* _Brief_:
Copy out, from the entries below, each line holding the string "evaluated".

* _Task material_:
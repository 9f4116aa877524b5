//! Arithmetic evaluator for `coefSI` unit conversions.
//!
//! A conversion such as `/100` or `*1e-3` is the tail of an expression whose
//! left operand is the raw field value. The text is tokenized and parsed into
//! a small tree over numeric literals, `+ - * /`, `**` (or `^`) and
//! parentheses, then evaluated with the raw value substituted in.
//!
//! ## Grammar
//!
//! ```text
//! expr    := term (('+' | '-') term)*
//! term    := unary (('*' | '/') unary)*
//! unary   := ('-' | '+') unary | power
//! power   := primary ('**' unary)?
//! primary := NUMBER | VALUE | '(' expr ')'
//! ```
//!
//! `VALUE` is never written by the caller; it is the implicit first token.

use std::fmt;
use std::iter::Peekable;
use std::vec::IntoIter;

use thiserror::Error;

/// Deepest nesting of parentheses, signs and exponents accepted.
pub const MAX_DEPTH: usize = 64;

/// Longest conversion accepted, in tokens. Bounds the tree evaluated per value.
pub const MAX_TOKENS: usize = 256;

/// Errors raised while parsing or evaluating a conversion expression
#[derive(Error, Debug, Clone, PartialEq)]
pub enum ExprError {
    #[error("unexpected character '{0}' at offset {1}")]
    UnexpectedChar(char, usize),

    #[error("invalid number literal '{0}'")]
    InvalidNumber(String),

    #[error("unexpected token {0}")]
    UnexpectedToken(String),

    #[error("unexpected end of expression")]
    UnexpectedEnd,

    #[error("expression nests deeper than {} levels", MAX_DEPTH)]
    TooDeep,

    #[error("expression is longer than {} tokens", MAX_TOKENS)]
    TooLong,

    #[error("division by zero")]
    DivisionByZero,

    #[error("result is not a finite number")]
    NotFinite,
}

#[derive(Debug, Clone, Copy, PartialEq)]
enum Token {
    Value,
    Number(f64),
    Plus,
    Minus,
    Star,
    Slash,
    Pow,
    LParen,
    RParen,
}

impl fmt::Display for Token {
    fn fmt(&self, f: &mut fmt::Formatter<'_>) -> fmt::Result {
        match self {
            Token::Value => write!(f, "<value>"),
            Token::Number(n) => write!(f, "'{n}'"),
            Token::Plus => write!(f, "'+'"),
            Token::Minus => write!(f, "'-'"),
            Token::Star => write!(f, "'*'"),
            Token::Slash => write!(f, "'/'"),
            Token::Pow => write!(f, "'**'"),
            Token::LParen => write!(f, "'('"),
            Token::RParen => write!(f, "')'"),
        }
    }
}

#[derive(Debug, Clone, Copy, PartialEq)]
enum BinaryOp {
    Add,
    Sub,
    Mul,
    Div,
    Pow,
}

#[derive(Debug, Clone, PartialEq)]
enum Expr {
    Value,
    Number(f64),
    Neg(Box<Expr>),
    Binary(BinaryOp, Box<Expr>, Box<Expr>),
}

impl Expr {
    fn eval(&self, value: f64) -> Result<f64, ExprError> {
        match self {
            Expr::Value => Ok(value),
            Expr::Number(n) => Ok(*n),
            Expr::Neg(inner) => Ok(-inner.eval(value)?),
            Expr::Binary(op, lhs, rhs) => {
                let (lhs, rhs) = (lhs.eval(value)?, rhs.eval(value)?);
                match op {
                    BinaryOp::Add => Ok(lhs + rhs),
                    BinaryOp::Sub => Ok(lhs - rhs),
                    BinaryOp::Mul => Ok(lhs * rhs),
                    BinaryOp::Div if rhs == 0.0 => Err(ExprError::DivisionByZero),
                    BinaryOp::Div => Ok(lhs / rhs),
                    BinaryOp::Pow => Ok(lhs.powf(rhs)),
                }
            }
        }
    }
}

/// A parsed `coefSI` conversion, applied to one raw value at a time.
#[derive(Debug, Clone, PartialEq)]
pub struct CoefExpr {
    source: String,
    expr: Expr,
}

impl CoefExpr {
    /// Parse the conversion text, e.g. `"/100"`.
    pub fn parse(source: &str) -> Result<Self, ExprError> {
        let mut tokens = vec![Token::Value];
        tokens.extend(tokenize(source)?);
        if tokens.len() > MAX_TOKENS {
            return Err(ExprError::TooLong);
        }
        let mut parser = Parser {
            tokens: tokens.into_iter().peekable(),
            depth: 0,
        };
        let expr = parser.expr()?;
        if let Some(token) = parser.tokens.next() {
            return Err(ExprError::UnexpectedToken(token.to_string()));
        }
        Ok(Self {
            source: source.to_string(),
            expr,
        })
    }

    /// The conversion text as given in the rule.
    pub fn source(&self) -> &str {
        &self.source
    }

    /// Evaluate the conversion with `value` as the left operand.
    pub fn apply(&self, value: f64) -> Result<f64, ExprError> {
        let result = self.expr.eval(value)?;
        if result.is_finite() {
            Ok(result)
        } else {
            Err(ExprError::NotFinite)
        }
    }
}

fn tokenize(source: &str) -> Result<Vec<Token>, ExprError> {
    let mut tokens = Vec::new();
    let mut chars = source.char_indices().peekable();

    while let Some(&(offset, c)) = chars.peek() {
        match c {
            c if c.is_whitespace() => {
                chars.next();
            }
            '0'..='9' | '.' => {
                let mut literal = String::new();
                while let Some(&(_, c)) = chars.peek() {
                    if c.is_ascii_digit() || c == '.' {
                        literal.push(c);
                        chars.next();
                    } else if (c == 'e' || c == 'E') && !literal.contains(['e', 'E']) {
                        literal.push(c);
                        chars.next();
                        if let Some(&(_, sign @ ('+' | '-'))) = chars.peek() {
                            literal.push(sign);
                            chars.next();
                        }
                    } else {
                        break;
                    }
                }
                let number = literal
                    .parse::<f64>()
                    .map_err(|_| ExprError::InvalidNumber(literal.clone()))?;
                tokens.push(Token::Number(number));
            }
            '*' => {
                chars.next();
                if let Some((_, '*')) = chars.peek() {
                    chars.next();
                    tokens.push(Token::Pow);
                } else {
                    tokens.push(Token::Star);
                }
            }
            _ => {
                let token = match c {
                    '+' => Token::Plus,
                    '-' => Token::Minus,
                    '/' => Token::Slash,
                    '^' => Token::Pow,
                    '(' => Token::LParen,
                    ')' => Token::RParen,
                    other => return Err(ExprError::UnexpectedChar(other, offset)),
                };
                chars.next();
                tokens.push(token);
            }
        }
    }

    Ok(tokens)
}

struct Parser {
    tokens: Peekable<IntoIter<Token>>,
    depth: usize,
}

impl Parser {
    fn expr(&mut self) -> Result<Expr, ExprError> {
        let mut lhs = self.term()?;
        loop {
            let op = match self.tokens.peek() {
                Some(Token::Plus) => BinaryOp::Add,
                Some(Token::Minus) => BinaryOp::Sub,
                _ => return Ok(lhs),
            };
            self.tokens.next();
            lhs = Expr::Binary(op, Box::new(lhs), Box::new(self.term()?));
        }
    }

    fn term(&mut self) -> Result<Expr, ExprError> {
        let mut lhs = self.unary()?;
        loop {
            let op = match self.tokens.peek() {
                Some(Token::Star) => BinaryOp::Mul,
                Some(Token::Slash) => BinaryOp::Div,
                _ => return Ok(lhs),
            };
            self.tokens.next();
            lhs = Expr::Binary(op, Box::new(lhs), Box::new(self.unary()?));
        }
    }

    // Every nested construct re-enters through here.
    fn unary(&mut self) -> Result<Expr, ExprError> {
        if self.depth == MAX_DEPTH {
            return Err(ExprError::TooDeep);
        }
        self.depth += 1;
        let expr = self.signed();
        self.depth -= 1;
        expr
    }

    fn signed(&mut self) -> Result<Expr, ExprError> {
        match self.tokens.peek() {
            Some(Token::Minus) => {
                self.tokens.next();
                Ok(Expr::Neg(Box::new(self.unary()?)))
            }
            Some(Token::Plus) => {
                self.tokens.next();
                self.unary()
            }
            _ => self.power(),
        }
    }

    fn power(&mut self) -> Result<Expr, ExprError> {
        let base = self.primary()?;
        if let Some(Token::Pow) = self.tokens.peek() {
            self.tokens.next();
            // right-associative: 2 ** 3 ** 2 == 2 ** 9
            let exponent = self.unary()?;
            return Ok(Expr::Binary(BinaryOp::Pow, Box::new(base), Box::new(exponent)));
        }
        Ok(base)
    }

    fn primary(&mut self) -> Result<Expr, ExprError> {
        match self.tokens.next() {
            Some(Token::Value) => Ok(Expr::Value),
            Some(Token::Number(n)) => Ok(Expr::Number(n)),
            Some(Token::LParen) => {
                let inner = self.expr()?;
                match self.tokens.next() {
                    Some(Token::RParen) => Ok(inner),
                    Some(token) => Err(ExprError::UnexpectedToken(token.to_string())),
                    None => Err(ExprError::UnexpectedEnd),
                }
            }
            Some(token) => Err(ExprError::UnexpectedToken(token.to_string())),
            None => Err(ExprError::UnexpectedEnd),
        }
    }
}

#[cfg(test)]
mod tests {
    use super::*;

    fn eval(source: &str, value: f64) -> f64 {
        CoefExpr::parse(source).unwrap().apply(value).unwrap()
    }

    #[test]
    fn simple_conversions() {
        assert_eq!(eval("/100", 30.0), 0.3);
        assert_eq!(eval("*1e-3", 2500.0), 2.5);
        assert_eq!(eval("+273.15", 0.0), 273.15);
        assert_eq!(eval("-5", 10.0), 5.0);
        assert_eq!(eval("**2", 3.0), 9.0);
        assert_eq!(eval("^2", 4.0), 16.0);
        assert_eq!(eval("", 7.0), 7.0);
    }

    #[test]
    fn precedence_and_grouping() {
        assert_eq!(eval("+2*3", 1.0), 7.0);
        assert_eq!(eval("/(10*10)", 50.0), 0.5);
        assert_eq!(eval(" / 4 / 2 ", 16.0), 2.0);
        assert_eq!(eval("*-1", 3.0), -3.0);
        assert_eq!(eval("**3**0.5", 2.0), 2f64.powf(3f64.powf(0.5)));
        assert_eq!(eval("*2**-1", 8.0), 4.0);
    }

    #[test]
    fn rejects_anything_but_arithmetic() {
        assert_eq!(
            CoefExpr::parse("/100; import os"),
            Err(ExprError::UnexpectedChar(';', 4))
        );
        assert!(matches!(
            CoefExpr::parse("__class__"),
            Err(ExprError::UnexpectedChar('_', 0))
        ));
        assert_eq!(CoefExpr::parse("/"), Err(ExprError::UnexpectedEnd));
        assert!(matches!(
            CoefExpr::parse("100"),
            Err(ExprError::UnexpectedToken(_))
        ));
        assert!(matches!(
            CoefExpr::parse("*1.2.3"),
            Err(ExprError::InvalidNumber(_))
        ));
        assert_eq!(CoefExpr::parse("*(2+1"), Err(ExprError::UnexpectedEnd));
    }

    #[test]
    fn deep_nesting_is_rejected() {
        let nested = format!("/{}1{}", "(".repeat(200_000), ")".repeat(200_000));
        assert_eq!(CoefExpr::parse(&nested), Err(ExprError::TooLong));

        let nested = format!("/{}1{}", "(".repeat(100), ")".repeat(100));
        assert_eq!(CoefExpr::parse(&nested), Err(ExprError::TooDeep));

        let signs = format!("*{}1", "-".repeat(200));
        assert_eq!(CoefExpr::parse(&signs), Err(ExprError::TooDeep));

        let powers = format!("{}2", "**2".repeat(80));
        assert_eq!(CoefExpr::parse(&powers), Err(ExprError::TooDeep));

        let signs = format!("*{}1", "-".repeat(200_000));
        assert_eq!(CoefExpr::parse(&signs), Err(ExprError::TooLong));
    }

    #[test]
    fn nesting_within_limits_parses() {
        let nested = format!("/{}4{}", "(".repeat(20), ")".repeat(20));
        assert_eq!(eval(&nested, 8.0), 2.0);
        assert_eq!(eval(&format!("*{}1", "-".repeat(10)), 3.0), 3.0);
    }

    #[test]
    fn long_flat_chains_are_bounded() {
        let chain = "+1".repeat(100);
        assert_eq!(eval(&chain, 0.0), 100.0);
        assert_eq!(
            CoefExpr::parse(&"+1".repeat(200)),
            Err(ExprError::TooLong)
        );
    }

    #[test]
    fn evaluation_errors() {
        let expr = CoefExpr::parse("/0").unwrap();
        assert_eq!(expr.apply(1.0), Err(ExprError::DivisionByZero));

        let expr = CoefExpr::parse("**1000").unwrap();
        assert_eq!(expr.apply(10.0), Err(ExprError::NotFinite));
    }

    #[test]
    fn evaluation_is_deterministic() {
        let expr = CoefExpr::parse("*0.1+0.2").unwrap();
        let first = expr.apply(3.0).unwrap();
        for _ in 0..10 {
            assert_eq!(expr.apply(3.0).unwrap().to_bits(), first.to_bits());
        }
        assert_eq!(expr.source(), "*0.1+0.2");
    }
}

* _Written response_:
//! parentheses, then evaluated with the raw value substituted in.
/// Longest conversion accepted, in tokens. Bounds the tree evaluated per value.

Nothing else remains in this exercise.